6 Actions Highly Likeable People Take - That Most People Don't
Photo by Charles ???? on Unsplash

6 Actions Highly Likeable People Take - That Most People Don't

In his book, “Influence,” author Robert Cialdini tells the story of Joe Girard, a car salesman, who on average sold five cars a day, earning the top spot in the “Genius Book of World Records.”

Eager to learn how Joe was able to so drastically separate himself from the pack, Cialdini took it upon himself to dissect his approach and process.

What he discovered was a simple man, with an even simpler system.

First and foremost, Cialdini learned that Joe was fair. He never tried to hit anyone over the head with a purchase, nor did he try and push someone into a decision that they were not comfortable making.

Secondly, Cialdini recognised that no matter how big Joe’s client list got, henever stopped doing the little things, positioning himself as someone people enjoyed doing business with.

Every month, no matter what he had going on, Joe sat down and sent out a personalised hand-written letter to each one of his clients. He asked about their children by name. He followed up regarding any celebration or devastation.

Joe did this because he understood one simple aspect of human behaviour: if you show someone how much you like them, nine times out of ten, the favor will be returned.

Growing up I could have used this information. As a kid with a severe speech impediment who moved around a lot, I was so self-consumed with what people thought about me, I rarely took the time to truly think about the needs and wants of the people around me.

I wanted people to like me, but unlike Joe, I never gave them a reason to.

Some people win their lives by focusing on their strengths.

I didn’t.

I chose to work on my weaknesses, and in the process picked up these 6 consistent actions likeable people take, that if put into practice today, can help you to build a reputation as someone people like to be around tomorrow (As always, the key word is consistent).

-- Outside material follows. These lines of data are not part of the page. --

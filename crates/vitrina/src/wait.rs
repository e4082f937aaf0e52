//! Polling wait primitives.
//!
//! All waiting in Vitrina goes through [`wait_until`]: a fixed-interval poll
//! up to a fixed timeout. There is no cancellation and no retry on top of it;
//! a timed-out wait surfaces as a terminal scenario failure at the caller.

use std::future::Future;
use std::time::{Duration, Instant};

use crate::locator::{DEFAULT_POLL_INTERVAL_MS, DEFAULT_TIMEOUT_MS};
use crate::result::VitrinaResult;

/// Options for wait operations
#[derive(Debug, Clone)]
pub struct WaitOptions {
    /// Timeout in milliseconds
    pub timeout_ms: u64,
    /// Polling interval in milliseconds
    pub poll_interval_ms: u64,
}

impl Default for WaitOptions {
    fn default() -> Self {
        Self {
            timeout_ms: DEFAULT_TIMEOUT_MS,
            poll_interval_ms: DEFAULT_POLL_INTERVAL_MS,
        }
    }
}

impl WaitOptions {
    /// Create wait options with defaults
    pub fn new() -> Self {
        Self::default()
    }

    /// Set timeout in milliseconds
    #[must_use]
    pub const fn with_timeout(mut self, timeout_ms: u64) -> Self {
        self.timeout_ms = timeout_ms;
        self
    }

    /// Set polling interval in milliseconds
    #[must_use]
    pub const fn with_poll_interval(mut self, poll_interval_ms: u64) -> Self {
        self.poll_interval_ms = poll_interval_ms;
        self
    }

    /// Get timeout as Duration
    pub const fn timeout(&self) -> Duration {
        Duration::from_millis(self.timeout_ms)
    }

    /// Get poll interval as Duration
    pub const fn poll_interval(&self) -> Duration {
        Duration::from_millis(self.poll_interval_ms)
    }
}

/// Poll `condition` until it reports `true` or the timeout expires.
///
/// Returns `Ok(true)` on success and `Ok(false)` on timeout; the caller
/// decides which error the timeout maps to (element lookup vs. page ready).
/// Condition errors propagate immediately.
///
/// # Errors
///
/// Returns the first error produced by `condition`.
pub async fn wait_until<F, Fut>(options: &WaitOptions, mut condition: F) -> VitrinaResult<bool>
where
    F: FnMut() -> Fut,
    Fut: Future<Output = VitrinaResult<bool>>,
{
    let deadline = Instant::now() + options.timeout();
    loop {
        if condition().await? {
            return Ok(true);
        }
        if Instant::now() >= deadline {
            return Ok(false);
        }
        tokio::time::sleep(options.poll_interval()).await;
    }
}

#[cfg(test)]
mod tests {
    use super::*;
    use crate::result::VitrinaError;
    use std::sync::atomic::{AtomicU32, Ordering};

    #[test]
    fn test_default_options() {
        let opts = WaitOptions::default();
        assert_eq!(opts.timeout_ms, 10_000);
        assert_eq!(opts.poll_interval_ms, 250);
    }

    #[test]
    fn test_builder() {
        let opts = WaitOptions::new().with_timeout(500).with_poll_interval(10);
        assert_eq!(opts.timeout(), Duration::from_millis(500));
        assert_eq!(opts.poll_interval(), Duration::from_millis(10));
    }

    #[tokio::test]
    async fn test_immediate_success() {
        let opts = WaitOptions::new().with_timeout(100).with_poll_interval(10);
        let result = wait_until(&opts, || async { Ok(true) }).await.unwrap();
        assert!(result);
    }

    #[tokio::test]
    async fn test_success_after_polls() {
        let opts = WaitOptions::new().with_timeout(1_000).with_poll_interval(1);
        let calls = AtomicU32::new(0);
        let result = wait_until(&opts, || async {
            Ok(calls.fetch_add(1, Ordering::SeqCst) >= 3)
        })
        .await
        .unwrap();
        assert!(result);
        assert!(calls.load(Ordering::SeqCst) >= 4);
    }

    #[tokio::test]
    async fn test_timeout_returns_false() {
        let opts = WaitOptions::new().with_timeout(20).with_poll_interval(5);
        let result = wait_until(&opts, || async { Ok(false) }).await.unwrap();
        assert!(!result);
    }

    #[tokio::test]
    async fn test_condition_error_propagates() {
        let opts = WaitOptions::new().with_timeout(100).with_poll_interval(10);
        let result = wait_until(&opts, || async {
            Err(VitrinaError::Script {
                message: "boom".to_string(),
            })
        })
        .await;
        assert!(matches!(result, Err(VitrinaError::Script { .. })));
    }
}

1. Likeable people bring out the best first impression in others:

Likeable people know that the strength of their own first impression lies in guiding conversations in a way that brings out the strong points of others, rather than their own.

They do this by asking questions like, “If you were not here tonight, what does your normal Tuesday evening look like?” instead of the standard, “What do you do?” type of questions. They ask open-ended questions like these because they know what is important to them — they want to learn about what is important to the person in front of them. On top of that by asking people about their interests and hobbies it allows their passion to take center stage and it is hard not to like someone who does that.



2. Likeable people follow-up thoughtfully:

How do you feel when, after meeting someone new, you receive an email the next day saying that it was nice to meet you? Not bad right? But unless there is something actionable tied to it, it may go straight into the “when I get a second” folder.

Now, how do you feel if, weeks later, you receive an email that says:

Hello Liam, when we met you mentioned to me that you are working on a new fitness app. As luck would have it, just yesterday I met a guy who just had a successful exit in the same field. Let me know if you want me to connect the two of you as I have already brought your name up and he is eager to speak with you.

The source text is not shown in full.